## [Task to complete]
From the records below, please repeat exactly the line that has "pub struct GridConfig", the line that has "for the simulation.", and every line between them, and nothing else.
*** Given entries ***
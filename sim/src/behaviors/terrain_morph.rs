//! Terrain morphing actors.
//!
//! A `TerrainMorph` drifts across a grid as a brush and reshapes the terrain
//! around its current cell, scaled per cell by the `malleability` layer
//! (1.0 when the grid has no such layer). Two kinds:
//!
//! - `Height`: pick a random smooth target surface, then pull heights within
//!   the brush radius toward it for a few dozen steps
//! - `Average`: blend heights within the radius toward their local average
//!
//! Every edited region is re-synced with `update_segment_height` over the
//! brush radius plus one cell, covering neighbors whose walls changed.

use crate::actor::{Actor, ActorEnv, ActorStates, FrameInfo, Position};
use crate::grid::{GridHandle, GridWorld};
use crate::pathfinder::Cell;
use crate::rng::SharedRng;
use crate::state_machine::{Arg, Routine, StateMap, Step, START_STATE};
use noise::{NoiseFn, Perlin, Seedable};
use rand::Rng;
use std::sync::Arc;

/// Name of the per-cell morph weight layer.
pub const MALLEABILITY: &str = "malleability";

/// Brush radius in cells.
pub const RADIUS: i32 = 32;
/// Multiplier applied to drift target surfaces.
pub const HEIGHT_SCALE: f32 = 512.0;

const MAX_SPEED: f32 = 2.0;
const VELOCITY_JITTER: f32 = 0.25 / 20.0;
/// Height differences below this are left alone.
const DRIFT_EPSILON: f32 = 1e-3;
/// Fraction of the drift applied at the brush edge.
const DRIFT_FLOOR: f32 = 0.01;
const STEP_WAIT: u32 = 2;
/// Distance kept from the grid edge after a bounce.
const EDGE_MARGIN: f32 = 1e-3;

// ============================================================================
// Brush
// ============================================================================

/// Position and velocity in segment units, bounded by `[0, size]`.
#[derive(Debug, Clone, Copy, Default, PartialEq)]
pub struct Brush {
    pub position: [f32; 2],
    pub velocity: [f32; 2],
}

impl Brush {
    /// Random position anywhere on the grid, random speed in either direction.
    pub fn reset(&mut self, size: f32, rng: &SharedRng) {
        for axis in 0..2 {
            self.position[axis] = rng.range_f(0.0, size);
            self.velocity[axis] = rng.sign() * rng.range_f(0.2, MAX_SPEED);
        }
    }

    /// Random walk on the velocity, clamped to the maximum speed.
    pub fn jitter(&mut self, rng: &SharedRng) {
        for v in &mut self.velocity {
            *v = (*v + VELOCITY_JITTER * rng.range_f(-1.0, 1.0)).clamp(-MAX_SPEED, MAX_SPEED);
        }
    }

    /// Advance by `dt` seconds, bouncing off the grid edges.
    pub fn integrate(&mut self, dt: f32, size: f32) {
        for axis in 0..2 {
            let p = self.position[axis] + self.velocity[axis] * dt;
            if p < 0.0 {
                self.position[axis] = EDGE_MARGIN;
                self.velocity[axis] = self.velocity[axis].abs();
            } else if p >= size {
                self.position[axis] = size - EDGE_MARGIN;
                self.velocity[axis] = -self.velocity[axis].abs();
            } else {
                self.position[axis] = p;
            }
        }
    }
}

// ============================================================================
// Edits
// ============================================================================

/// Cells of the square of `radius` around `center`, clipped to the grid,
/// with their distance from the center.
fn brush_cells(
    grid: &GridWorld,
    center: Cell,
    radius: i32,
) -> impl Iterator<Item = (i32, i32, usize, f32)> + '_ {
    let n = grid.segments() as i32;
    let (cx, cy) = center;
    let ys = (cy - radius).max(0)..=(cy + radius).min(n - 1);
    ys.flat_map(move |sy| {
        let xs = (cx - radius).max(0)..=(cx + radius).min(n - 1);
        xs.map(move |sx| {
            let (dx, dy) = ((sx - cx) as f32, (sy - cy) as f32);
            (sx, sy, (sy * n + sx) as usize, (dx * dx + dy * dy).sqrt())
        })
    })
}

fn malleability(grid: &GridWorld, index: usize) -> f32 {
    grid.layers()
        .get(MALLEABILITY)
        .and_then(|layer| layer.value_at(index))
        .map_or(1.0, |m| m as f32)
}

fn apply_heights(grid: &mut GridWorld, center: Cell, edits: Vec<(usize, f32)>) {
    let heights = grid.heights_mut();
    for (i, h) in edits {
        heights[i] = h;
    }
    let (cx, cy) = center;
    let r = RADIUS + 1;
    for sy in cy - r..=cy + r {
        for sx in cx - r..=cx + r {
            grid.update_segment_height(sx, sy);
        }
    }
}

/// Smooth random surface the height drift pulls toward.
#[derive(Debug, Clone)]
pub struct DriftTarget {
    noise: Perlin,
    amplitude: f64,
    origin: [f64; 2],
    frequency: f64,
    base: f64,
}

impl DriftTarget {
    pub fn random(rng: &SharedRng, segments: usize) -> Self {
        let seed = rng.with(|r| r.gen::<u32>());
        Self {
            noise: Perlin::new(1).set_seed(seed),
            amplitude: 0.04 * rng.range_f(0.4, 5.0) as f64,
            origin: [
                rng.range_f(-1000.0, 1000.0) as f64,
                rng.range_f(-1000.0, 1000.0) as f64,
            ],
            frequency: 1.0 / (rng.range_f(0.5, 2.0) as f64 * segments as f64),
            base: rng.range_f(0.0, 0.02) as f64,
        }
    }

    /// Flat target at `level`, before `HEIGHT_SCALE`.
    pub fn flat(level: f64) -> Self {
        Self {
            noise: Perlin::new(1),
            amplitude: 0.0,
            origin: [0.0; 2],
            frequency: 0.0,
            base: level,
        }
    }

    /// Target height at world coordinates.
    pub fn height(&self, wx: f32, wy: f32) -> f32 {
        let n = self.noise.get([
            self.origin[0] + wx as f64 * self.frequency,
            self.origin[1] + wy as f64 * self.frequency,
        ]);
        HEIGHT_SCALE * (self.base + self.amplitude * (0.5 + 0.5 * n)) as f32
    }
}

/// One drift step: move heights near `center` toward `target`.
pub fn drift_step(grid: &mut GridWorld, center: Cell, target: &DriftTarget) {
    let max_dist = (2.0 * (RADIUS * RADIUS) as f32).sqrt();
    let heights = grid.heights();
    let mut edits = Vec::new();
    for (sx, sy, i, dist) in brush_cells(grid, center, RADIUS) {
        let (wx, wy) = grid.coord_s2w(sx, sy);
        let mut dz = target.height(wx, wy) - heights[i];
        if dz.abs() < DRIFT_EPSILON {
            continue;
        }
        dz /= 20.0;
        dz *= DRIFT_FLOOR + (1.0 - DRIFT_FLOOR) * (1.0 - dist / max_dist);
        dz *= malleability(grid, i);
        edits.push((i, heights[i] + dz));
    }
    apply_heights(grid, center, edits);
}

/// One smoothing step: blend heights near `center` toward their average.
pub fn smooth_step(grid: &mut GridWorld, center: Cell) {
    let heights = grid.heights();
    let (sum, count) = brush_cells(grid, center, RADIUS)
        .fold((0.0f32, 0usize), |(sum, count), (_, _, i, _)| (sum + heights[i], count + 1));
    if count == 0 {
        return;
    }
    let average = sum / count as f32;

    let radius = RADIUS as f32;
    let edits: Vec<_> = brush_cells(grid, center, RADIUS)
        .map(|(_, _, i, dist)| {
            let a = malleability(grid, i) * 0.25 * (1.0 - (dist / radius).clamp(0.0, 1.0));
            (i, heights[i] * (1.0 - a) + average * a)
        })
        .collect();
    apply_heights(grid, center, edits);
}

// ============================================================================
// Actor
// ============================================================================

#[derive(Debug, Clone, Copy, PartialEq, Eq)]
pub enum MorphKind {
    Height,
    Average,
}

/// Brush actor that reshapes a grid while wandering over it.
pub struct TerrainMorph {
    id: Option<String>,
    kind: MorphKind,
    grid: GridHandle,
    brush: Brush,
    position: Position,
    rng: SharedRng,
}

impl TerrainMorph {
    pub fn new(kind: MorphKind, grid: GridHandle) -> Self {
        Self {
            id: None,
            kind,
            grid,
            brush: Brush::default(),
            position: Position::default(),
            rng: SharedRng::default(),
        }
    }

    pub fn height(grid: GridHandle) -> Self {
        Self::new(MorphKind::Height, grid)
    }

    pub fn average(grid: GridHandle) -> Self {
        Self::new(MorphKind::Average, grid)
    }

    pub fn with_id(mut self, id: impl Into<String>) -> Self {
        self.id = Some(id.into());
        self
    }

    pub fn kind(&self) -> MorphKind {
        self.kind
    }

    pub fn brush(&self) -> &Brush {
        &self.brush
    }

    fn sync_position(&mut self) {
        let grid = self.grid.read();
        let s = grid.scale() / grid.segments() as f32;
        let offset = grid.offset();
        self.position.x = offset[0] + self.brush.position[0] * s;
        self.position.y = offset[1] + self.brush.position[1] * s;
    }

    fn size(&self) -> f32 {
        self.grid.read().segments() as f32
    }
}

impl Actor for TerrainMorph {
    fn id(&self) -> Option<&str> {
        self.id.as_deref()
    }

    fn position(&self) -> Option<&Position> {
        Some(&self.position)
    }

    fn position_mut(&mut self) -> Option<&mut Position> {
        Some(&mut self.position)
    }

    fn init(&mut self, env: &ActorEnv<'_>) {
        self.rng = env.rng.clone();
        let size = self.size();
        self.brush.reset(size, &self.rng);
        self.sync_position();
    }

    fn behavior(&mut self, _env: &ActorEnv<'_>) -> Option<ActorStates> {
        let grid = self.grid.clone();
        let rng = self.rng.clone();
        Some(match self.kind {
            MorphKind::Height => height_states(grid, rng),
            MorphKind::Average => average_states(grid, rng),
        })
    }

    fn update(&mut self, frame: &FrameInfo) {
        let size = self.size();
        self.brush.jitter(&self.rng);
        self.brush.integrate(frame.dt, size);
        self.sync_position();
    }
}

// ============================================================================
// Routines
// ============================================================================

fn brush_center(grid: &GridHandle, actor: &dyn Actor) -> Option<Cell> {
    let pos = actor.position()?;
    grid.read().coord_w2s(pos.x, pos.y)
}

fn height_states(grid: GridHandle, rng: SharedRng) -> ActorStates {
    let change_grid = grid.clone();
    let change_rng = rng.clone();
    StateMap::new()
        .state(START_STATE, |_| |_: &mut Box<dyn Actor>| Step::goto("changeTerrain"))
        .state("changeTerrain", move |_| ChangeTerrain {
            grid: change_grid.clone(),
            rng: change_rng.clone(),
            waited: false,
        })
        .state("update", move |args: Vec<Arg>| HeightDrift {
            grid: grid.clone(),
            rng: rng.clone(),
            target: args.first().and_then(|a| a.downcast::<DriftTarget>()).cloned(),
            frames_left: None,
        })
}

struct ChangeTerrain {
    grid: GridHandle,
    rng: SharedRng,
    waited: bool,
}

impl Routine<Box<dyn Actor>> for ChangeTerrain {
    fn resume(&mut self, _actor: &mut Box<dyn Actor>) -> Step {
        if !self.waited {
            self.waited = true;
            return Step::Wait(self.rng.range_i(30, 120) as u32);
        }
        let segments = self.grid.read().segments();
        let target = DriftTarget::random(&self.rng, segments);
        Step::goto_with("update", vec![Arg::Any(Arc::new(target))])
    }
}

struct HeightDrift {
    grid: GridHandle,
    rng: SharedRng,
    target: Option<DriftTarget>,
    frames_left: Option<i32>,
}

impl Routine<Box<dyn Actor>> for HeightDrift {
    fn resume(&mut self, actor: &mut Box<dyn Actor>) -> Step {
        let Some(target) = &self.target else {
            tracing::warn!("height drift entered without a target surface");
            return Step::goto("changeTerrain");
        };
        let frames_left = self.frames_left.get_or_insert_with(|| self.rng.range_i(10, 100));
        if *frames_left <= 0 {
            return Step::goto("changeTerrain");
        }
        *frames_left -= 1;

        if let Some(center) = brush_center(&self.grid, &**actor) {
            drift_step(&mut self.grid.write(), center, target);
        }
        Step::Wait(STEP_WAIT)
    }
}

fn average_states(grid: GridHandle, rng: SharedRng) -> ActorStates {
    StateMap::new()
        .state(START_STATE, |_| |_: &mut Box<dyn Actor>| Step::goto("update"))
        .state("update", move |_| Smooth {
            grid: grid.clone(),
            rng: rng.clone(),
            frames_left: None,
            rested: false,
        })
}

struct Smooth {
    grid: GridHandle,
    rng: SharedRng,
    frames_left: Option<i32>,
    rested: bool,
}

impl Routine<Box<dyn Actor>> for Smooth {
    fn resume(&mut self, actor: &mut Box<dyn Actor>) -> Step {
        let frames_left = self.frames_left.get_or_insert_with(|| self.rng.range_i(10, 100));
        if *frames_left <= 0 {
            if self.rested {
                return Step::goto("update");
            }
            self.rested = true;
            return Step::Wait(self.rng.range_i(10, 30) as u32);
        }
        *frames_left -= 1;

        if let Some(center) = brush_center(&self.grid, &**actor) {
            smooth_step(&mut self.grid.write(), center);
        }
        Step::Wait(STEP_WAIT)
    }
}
***
*** Given entries ***
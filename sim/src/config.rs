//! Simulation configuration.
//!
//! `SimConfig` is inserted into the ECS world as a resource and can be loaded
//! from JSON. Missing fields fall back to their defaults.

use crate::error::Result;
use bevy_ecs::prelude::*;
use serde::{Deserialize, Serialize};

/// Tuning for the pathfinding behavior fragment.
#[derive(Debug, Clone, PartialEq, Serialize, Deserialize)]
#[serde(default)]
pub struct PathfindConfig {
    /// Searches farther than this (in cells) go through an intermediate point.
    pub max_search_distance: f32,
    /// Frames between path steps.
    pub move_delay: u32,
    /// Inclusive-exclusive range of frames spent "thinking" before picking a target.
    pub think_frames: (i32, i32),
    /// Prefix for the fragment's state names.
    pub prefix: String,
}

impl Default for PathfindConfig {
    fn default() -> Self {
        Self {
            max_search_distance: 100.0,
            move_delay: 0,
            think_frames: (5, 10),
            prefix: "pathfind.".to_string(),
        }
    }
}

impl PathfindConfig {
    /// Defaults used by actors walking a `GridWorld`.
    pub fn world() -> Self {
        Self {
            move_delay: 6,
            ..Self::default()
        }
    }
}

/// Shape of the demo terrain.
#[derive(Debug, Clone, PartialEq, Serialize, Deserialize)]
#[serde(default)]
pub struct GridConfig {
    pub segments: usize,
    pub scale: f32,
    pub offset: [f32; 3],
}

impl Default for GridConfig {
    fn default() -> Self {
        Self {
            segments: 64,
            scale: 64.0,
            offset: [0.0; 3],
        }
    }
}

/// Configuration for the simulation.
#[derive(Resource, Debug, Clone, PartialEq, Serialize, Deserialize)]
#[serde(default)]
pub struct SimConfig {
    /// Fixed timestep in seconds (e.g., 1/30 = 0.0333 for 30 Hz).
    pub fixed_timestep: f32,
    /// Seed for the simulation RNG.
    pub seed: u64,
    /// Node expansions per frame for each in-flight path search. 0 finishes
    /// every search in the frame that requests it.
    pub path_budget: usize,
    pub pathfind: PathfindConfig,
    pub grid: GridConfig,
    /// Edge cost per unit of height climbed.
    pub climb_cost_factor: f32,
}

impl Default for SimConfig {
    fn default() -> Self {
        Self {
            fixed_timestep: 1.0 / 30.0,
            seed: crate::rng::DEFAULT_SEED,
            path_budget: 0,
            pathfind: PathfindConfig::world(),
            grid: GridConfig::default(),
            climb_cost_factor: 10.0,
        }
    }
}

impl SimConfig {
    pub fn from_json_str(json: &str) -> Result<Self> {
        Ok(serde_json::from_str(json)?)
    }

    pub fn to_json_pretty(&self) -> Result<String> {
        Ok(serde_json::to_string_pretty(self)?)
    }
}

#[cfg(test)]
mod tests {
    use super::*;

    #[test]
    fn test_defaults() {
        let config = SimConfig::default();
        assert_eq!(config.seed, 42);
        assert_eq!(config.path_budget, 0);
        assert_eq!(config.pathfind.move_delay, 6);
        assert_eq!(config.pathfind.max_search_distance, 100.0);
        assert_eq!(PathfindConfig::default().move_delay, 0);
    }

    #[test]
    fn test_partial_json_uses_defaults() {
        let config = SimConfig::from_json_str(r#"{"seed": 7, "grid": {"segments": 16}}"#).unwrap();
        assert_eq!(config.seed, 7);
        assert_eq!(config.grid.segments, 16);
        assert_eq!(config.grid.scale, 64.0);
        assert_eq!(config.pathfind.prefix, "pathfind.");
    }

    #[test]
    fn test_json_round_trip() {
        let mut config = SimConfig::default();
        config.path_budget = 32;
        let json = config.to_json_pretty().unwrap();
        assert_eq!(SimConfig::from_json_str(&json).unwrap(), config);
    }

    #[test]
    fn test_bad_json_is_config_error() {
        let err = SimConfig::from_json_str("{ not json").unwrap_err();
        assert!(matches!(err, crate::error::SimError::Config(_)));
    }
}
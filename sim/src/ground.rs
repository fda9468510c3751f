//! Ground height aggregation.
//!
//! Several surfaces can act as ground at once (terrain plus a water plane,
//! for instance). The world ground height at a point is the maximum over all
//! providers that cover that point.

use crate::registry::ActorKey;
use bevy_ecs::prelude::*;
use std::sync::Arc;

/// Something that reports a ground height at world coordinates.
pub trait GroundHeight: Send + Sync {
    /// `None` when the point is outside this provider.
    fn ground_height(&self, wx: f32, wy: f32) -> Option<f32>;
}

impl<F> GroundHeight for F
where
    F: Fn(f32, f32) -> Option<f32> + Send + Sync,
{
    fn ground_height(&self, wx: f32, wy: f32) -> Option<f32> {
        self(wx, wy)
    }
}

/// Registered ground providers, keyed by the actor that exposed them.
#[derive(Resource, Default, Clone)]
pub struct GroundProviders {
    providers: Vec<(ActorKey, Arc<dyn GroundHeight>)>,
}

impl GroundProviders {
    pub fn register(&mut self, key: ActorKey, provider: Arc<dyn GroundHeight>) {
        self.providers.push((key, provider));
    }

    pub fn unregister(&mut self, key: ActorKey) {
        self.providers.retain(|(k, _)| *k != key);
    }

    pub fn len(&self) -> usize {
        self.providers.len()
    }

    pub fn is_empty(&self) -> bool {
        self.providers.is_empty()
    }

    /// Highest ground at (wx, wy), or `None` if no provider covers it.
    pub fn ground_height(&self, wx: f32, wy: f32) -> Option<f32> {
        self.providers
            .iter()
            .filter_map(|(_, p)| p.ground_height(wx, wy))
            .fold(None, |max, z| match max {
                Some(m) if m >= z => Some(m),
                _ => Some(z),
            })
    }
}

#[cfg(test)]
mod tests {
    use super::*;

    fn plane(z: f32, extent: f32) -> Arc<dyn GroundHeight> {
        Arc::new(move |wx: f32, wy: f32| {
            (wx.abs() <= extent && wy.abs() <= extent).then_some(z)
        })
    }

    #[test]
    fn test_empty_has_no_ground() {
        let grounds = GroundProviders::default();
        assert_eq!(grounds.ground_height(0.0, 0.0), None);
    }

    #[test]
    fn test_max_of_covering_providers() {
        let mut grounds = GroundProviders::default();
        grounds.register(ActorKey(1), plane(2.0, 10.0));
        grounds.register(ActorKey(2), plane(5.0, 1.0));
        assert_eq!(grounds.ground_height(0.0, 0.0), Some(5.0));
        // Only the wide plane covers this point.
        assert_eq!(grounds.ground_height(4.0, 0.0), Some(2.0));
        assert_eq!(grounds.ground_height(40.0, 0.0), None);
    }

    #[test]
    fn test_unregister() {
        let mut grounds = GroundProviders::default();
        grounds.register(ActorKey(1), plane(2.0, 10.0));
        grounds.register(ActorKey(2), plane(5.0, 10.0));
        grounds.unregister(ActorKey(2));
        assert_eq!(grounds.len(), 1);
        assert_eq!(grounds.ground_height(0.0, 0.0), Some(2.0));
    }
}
***
## [Worked solution]
pub struct GridConfig {
    pub segments: usize,
    pub scale: f32,
    pub offset: [f32; 3],
}

impl Default for GridConfig {
    fn default() -> Self {
        Self {
            segments: 64,
            scale: 64.0,
            offset: [0.0; 3],
        }
    }
}

/// Configuration for the simulation.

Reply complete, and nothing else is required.